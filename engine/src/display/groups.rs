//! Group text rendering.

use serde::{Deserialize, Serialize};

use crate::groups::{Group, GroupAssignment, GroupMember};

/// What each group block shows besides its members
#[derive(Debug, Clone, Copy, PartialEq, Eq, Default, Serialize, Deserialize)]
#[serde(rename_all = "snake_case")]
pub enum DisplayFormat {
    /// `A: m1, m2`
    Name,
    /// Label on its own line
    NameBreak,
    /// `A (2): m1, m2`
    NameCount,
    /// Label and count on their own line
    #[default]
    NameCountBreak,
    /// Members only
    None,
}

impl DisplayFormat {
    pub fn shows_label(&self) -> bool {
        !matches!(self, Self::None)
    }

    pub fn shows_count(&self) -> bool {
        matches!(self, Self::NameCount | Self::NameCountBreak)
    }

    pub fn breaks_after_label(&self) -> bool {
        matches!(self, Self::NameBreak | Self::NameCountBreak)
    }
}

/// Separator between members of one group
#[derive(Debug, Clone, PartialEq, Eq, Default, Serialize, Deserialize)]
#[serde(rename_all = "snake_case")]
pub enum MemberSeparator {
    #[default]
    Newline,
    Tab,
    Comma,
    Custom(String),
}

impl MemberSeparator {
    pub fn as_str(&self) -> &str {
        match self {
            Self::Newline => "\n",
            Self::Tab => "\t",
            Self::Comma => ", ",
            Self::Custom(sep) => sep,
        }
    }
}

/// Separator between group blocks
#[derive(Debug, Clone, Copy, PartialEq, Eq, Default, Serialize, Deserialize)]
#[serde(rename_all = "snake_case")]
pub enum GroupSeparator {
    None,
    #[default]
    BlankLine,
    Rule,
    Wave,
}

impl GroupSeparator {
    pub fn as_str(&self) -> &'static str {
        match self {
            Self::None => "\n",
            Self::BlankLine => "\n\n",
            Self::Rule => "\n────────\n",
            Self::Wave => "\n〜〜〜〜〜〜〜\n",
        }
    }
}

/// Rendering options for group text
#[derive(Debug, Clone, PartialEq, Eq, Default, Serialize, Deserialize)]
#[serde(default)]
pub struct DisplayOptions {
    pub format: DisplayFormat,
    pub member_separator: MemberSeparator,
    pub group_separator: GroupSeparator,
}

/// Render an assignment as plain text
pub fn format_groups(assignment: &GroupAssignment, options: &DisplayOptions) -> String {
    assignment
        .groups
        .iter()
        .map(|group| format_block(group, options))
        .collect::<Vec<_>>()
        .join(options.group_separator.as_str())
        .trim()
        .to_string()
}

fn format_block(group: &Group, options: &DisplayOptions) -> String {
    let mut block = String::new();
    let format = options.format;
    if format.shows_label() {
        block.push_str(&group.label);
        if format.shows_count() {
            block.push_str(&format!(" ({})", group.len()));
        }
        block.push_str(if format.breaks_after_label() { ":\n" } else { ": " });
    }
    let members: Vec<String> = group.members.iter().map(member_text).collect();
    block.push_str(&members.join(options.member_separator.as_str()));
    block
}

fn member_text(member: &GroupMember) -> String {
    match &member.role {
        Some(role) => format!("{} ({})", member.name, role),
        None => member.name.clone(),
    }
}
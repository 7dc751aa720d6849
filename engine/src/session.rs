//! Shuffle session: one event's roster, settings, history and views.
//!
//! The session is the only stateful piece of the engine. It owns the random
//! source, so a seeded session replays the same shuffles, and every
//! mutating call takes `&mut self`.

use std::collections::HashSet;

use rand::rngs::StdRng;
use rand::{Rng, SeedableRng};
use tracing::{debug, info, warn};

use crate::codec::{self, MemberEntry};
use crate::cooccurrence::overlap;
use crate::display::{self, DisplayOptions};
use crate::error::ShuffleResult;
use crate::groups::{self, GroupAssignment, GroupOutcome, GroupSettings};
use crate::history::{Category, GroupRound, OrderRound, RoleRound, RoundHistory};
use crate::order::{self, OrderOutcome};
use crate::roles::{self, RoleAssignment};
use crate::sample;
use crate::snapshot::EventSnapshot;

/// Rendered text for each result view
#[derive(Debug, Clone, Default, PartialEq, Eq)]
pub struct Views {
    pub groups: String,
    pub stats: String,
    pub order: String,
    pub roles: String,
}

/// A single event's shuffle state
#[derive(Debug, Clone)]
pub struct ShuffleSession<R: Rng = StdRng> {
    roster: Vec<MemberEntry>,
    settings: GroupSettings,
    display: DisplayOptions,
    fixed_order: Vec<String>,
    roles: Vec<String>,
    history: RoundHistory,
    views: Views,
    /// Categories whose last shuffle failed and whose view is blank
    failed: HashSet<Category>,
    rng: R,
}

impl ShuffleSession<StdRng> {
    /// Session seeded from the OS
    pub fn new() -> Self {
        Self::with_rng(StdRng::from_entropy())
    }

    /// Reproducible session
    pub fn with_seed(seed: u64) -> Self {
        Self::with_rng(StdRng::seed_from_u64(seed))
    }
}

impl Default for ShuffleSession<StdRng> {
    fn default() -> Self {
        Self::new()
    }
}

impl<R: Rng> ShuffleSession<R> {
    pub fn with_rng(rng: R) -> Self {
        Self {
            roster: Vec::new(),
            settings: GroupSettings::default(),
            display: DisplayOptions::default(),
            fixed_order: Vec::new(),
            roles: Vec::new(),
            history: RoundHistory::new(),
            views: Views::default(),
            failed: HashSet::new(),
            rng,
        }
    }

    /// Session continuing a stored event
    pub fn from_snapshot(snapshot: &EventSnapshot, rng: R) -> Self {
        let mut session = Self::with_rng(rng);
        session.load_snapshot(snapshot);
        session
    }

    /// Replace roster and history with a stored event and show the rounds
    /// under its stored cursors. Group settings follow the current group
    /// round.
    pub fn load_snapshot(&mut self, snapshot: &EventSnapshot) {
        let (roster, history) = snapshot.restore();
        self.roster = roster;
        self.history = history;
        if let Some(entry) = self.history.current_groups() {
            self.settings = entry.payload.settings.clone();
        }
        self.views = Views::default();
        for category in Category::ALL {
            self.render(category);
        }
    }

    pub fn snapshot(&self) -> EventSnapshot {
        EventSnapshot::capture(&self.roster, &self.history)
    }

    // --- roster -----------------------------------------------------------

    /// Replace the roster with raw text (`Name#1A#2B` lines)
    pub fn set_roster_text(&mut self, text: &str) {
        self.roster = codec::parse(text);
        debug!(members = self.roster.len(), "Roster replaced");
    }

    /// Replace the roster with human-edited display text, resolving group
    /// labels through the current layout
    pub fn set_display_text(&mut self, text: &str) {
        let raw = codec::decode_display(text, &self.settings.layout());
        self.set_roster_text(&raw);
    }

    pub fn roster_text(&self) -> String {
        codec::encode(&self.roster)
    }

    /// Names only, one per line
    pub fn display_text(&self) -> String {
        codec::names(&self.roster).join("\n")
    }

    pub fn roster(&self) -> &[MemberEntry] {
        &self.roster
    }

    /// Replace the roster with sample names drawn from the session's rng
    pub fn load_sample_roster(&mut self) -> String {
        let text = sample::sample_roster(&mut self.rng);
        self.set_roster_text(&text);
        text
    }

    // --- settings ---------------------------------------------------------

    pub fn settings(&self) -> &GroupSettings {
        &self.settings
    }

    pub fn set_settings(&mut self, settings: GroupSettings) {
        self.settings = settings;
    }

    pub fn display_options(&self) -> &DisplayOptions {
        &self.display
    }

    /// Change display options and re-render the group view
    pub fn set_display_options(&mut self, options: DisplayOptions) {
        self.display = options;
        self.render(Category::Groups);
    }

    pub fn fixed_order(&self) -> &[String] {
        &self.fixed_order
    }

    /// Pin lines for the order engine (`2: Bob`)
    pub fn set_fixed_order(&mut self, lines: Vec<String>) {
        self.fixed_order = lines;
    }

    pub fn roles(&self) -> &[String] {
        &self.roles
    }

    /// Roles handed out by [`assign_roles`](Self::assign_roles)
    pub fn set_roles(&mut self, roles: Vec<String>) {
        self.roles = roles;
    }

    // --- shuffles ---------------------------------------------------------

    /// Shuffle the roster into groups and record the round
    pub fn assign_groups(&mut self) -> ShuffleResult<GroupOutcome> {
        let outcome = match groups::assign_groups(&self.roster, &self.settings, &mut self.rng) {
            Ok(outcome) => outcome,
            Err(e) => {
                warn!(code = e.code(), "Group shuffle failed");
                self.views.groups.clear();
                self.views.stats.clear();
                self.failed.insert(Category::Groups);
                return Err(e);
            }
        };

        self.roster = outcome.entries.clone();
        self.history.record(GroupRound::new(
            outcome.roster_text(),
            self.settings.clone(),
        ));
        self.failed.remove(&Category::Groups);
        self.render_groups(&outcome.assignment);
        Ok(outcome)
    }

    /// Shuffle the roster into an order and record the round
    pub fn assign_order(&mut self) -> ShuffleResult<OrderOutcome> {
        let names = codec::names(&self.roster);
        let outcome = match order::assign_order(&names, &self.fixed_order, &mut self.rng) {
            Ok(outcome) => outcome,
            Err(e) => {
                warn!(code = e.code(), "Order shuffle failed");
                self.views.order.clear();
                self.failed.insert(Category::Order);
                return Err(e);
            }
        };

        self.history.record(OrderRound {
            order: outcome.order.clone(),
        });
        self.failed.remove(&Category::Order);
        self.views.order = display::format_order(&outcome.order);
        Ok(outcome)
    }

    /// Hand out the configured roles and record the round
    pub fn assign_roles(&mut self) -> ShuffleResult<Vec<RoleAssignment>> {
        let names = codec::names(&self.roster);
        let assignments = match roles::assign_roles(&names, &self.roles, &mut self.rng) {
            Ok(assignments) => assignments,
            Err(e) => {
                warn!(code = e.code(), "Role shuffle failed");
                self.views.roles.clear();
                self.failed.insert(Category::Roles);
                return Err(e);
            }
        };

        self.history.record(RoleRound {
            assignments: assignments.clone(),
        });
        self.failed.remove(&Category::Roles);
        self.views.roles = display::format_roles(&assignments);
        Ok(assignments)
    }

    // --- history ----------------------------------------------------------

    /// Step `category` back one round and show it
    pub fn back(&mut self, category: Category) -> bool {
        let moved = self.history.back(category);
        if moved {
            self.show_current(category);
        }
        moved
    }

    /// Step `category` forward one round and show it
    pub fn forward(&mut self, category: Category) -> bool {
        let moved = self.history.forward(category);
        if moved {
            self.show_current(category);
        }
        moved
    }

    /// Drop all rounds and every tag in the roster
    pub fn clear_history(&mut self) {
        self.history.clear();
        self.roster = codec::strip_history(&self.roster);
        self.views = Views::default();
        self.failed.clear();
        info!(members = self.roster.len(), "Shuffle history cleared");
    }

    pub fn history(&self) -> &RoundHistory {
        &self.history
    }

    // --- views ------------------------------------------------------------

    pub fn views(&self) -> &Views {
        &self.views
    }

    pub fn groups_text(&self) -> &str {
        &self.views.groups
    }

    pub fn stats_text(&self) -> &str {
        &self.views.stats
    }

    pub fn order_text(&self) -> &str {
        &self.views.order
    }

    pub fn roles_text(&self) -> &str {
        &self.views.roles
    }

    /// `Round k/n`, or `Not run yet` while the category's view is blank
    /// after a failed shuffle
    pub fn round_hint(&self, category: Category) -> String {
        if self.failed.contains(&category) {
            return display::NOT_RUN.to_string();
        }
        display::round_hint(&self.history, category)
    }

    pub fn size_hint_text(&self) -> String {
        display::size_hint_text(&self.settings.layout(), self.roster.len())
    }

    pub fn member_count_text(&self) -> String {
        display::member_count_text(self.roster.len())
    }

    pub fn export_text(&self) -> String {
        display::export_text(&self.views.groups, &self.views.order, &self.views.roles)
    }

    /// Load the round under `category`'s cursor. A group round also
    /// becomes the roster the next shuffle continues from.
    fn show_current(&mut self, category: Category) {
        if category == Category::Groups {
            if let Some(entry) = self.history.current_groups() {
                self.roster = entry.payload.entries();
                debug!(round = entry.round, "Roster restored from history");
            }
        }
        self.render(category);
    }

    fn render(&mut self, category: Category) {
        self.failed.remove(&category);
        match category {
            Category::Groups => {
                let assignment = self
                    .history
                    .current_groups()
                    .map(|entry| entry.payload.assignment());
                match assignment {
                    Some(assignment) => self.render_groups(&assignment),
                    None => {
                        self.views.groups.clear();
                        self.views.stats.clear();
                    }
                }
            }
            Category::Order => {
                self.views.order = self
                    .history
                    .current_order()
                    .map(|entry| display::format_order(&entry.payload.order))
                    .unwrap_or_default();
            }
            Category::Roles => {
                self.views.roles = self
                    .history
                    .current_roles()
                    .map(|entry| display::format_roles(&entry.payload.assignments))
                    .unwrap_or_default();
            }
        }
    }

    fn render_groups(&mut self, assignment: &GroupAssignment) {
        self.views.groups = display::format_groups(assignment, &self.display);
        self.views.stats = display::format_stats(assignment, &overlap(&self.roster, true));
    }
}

****************************************

Task to carry out:
Read each line of the material, and wherever the word "NameBreak" turns up, copy that line.

Written solution:
    NameBreak,
        matches!(self, Self::NameBreak | Self::NameCountBreak)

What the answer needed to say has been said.